**TASK DETAILS**
In the records below, find the line that contains "per configured target" and the line that contains "use kdl::KdlNode;", then retype exactly those two lines and every line between them.

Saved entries
───
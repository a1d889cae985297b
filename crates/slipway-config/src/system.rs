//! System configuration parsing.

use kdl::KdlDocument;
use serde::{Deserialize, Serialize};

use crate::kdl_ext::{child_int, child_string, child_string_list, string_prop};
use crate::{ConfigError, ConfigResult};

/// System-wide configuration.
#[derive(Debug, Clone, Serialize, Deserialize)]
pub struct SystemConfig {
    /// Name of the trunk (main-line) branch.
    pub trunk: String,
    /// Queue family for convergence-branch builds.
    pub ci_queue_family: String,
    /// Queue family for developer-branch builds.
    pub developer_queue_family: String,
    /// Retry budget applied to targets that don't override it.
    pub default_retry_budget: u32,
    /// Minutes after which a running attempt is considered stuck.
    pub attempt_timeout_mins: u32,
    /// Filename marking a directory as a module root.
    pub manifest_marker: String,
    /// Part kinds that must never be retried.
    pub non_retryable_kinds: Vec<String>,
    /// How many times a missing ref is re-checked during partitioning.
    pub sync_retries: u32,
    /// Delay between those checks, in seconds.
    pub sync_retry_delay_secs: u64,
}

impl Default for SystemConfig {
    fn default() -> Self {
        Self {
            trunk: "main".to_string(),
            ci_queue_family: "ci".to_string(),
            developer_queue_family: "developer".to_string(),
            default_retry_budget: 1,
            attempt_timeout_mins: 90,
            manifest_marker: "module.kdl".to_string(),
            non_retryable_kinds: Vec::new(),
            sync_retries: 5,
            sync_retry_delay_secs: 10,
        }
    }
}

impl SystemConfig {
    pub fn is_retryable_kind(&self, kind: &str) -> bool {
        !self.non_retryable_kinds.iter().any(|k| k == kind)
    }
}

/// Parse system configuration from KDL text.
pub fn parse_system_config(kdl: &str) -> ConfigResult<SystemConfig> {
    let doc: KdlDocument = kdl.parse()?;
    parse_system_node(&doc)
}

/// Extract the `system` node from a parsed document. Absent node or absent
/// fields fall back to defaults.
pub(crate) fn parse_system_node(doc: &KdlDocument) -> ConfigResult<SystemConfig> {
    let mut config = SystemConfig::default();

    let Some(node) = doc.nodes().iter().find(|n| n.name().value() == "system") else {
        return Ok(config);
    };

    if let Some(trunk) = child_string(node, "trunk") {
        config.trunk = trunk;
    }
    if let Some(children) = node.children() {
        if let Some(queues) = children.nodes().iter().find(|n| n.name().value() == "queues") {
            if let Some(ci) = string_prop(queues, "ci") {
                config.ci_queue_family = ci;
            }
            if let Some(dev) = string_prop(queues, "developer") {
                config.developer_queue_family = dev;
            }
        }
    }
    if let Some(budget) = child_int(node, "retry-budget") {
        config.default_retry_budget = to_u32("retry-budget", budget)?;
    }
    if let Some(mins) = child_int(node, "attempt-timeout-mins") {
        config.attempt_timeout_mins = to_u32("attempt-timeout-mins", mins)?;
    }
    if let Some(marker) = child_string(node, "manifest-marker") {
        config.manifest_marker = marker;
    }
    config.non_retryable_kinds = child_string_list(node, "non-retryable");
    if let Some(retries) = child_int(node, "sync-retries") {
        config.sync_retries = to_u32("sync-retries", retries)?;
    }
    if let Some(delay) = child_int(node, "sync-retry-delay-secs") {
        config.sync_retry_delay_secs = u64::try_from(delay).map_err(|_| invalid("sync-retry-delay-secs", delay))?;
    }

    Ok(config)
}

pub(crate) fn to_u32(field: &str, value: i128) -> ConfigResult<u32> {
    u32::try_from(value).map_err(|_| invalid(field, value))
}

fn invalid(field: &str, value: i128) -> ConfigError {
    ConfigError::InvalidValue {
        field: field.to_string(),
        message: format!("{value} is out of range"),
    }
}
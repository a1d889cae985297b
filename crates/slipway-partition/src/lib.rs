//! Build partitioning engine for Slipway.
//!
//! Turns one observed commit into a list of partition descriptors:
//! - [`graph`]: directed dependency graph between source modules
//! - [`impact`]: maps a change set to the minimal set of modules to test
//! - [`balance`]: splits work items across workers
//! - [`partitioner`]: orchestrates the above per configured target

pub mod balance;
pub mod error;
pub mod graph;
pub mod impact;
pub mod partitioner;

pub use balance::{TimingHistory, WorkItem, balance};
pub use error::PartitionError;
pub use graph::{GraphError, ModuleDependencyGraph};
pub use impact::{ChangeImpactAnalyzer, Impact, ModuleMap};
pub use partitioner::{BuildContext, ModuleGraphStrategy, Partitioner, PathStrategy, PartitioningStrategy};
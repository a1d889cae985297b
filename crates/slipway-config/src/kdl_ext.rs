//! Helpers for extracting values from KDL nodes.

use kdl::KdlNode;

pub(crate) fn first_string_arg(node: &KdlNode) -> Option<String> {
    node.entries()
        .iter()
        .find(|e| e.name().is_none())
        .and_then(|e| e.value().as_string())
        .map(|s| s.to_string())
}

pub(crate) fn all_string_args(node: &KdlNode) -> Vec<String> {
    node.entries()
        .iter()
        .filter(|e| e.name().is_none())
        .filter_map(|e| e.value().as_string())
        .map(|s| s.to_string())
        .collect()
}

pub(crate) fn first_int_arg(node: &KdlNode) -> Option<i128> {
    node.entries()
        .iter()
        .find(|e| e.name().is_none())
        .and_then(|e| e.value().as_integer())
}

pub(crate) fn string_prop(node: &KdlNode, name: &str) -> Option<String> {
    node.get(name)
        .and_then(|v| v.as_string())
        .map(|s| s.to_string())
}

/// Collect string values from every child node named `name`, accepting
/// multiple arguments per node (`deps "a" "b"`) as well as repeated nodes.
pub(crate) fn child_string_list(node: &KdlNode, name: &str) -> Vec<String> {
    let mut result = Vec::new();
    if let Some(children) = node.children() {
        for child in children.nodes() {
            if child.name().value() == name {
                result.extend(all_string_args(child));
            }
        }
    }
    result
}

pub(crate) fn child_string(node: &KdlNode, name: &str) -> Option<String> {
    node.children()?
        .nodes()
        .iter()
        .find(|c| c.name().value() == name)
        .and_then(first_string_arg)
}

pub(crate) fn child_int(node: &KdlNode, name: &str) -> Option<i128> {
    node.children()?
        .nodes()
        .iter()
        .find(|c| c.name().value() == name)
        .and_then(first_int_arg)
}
───
**YOUR RESPONSE**
//! - [`partitioner`]: orchestrates the above per configured target

pub mod balance;
pub mod error;
pub mod graph;
pub mod impact;
pub mod partitioner;

pub use balance::{TimingHistory, WorkItem, balance};
pub use error::PartitionError;
pub use graph::{GraphError, ModuleDependencyGraph};
pub use impact::{ChangeImpactAnalyzer, Impact, ModuleMap};
pub use partitioner::{BuildContext, ModuleGraphStrategy, Partitioner, PathStrategy, PartitioningStrategy};
repository a1d889cae985297b
filename crates/slipway-config/src/kdl_ext.rs
//! Helpers for extracting values from KDL nodes.

use kdl::KdlNode;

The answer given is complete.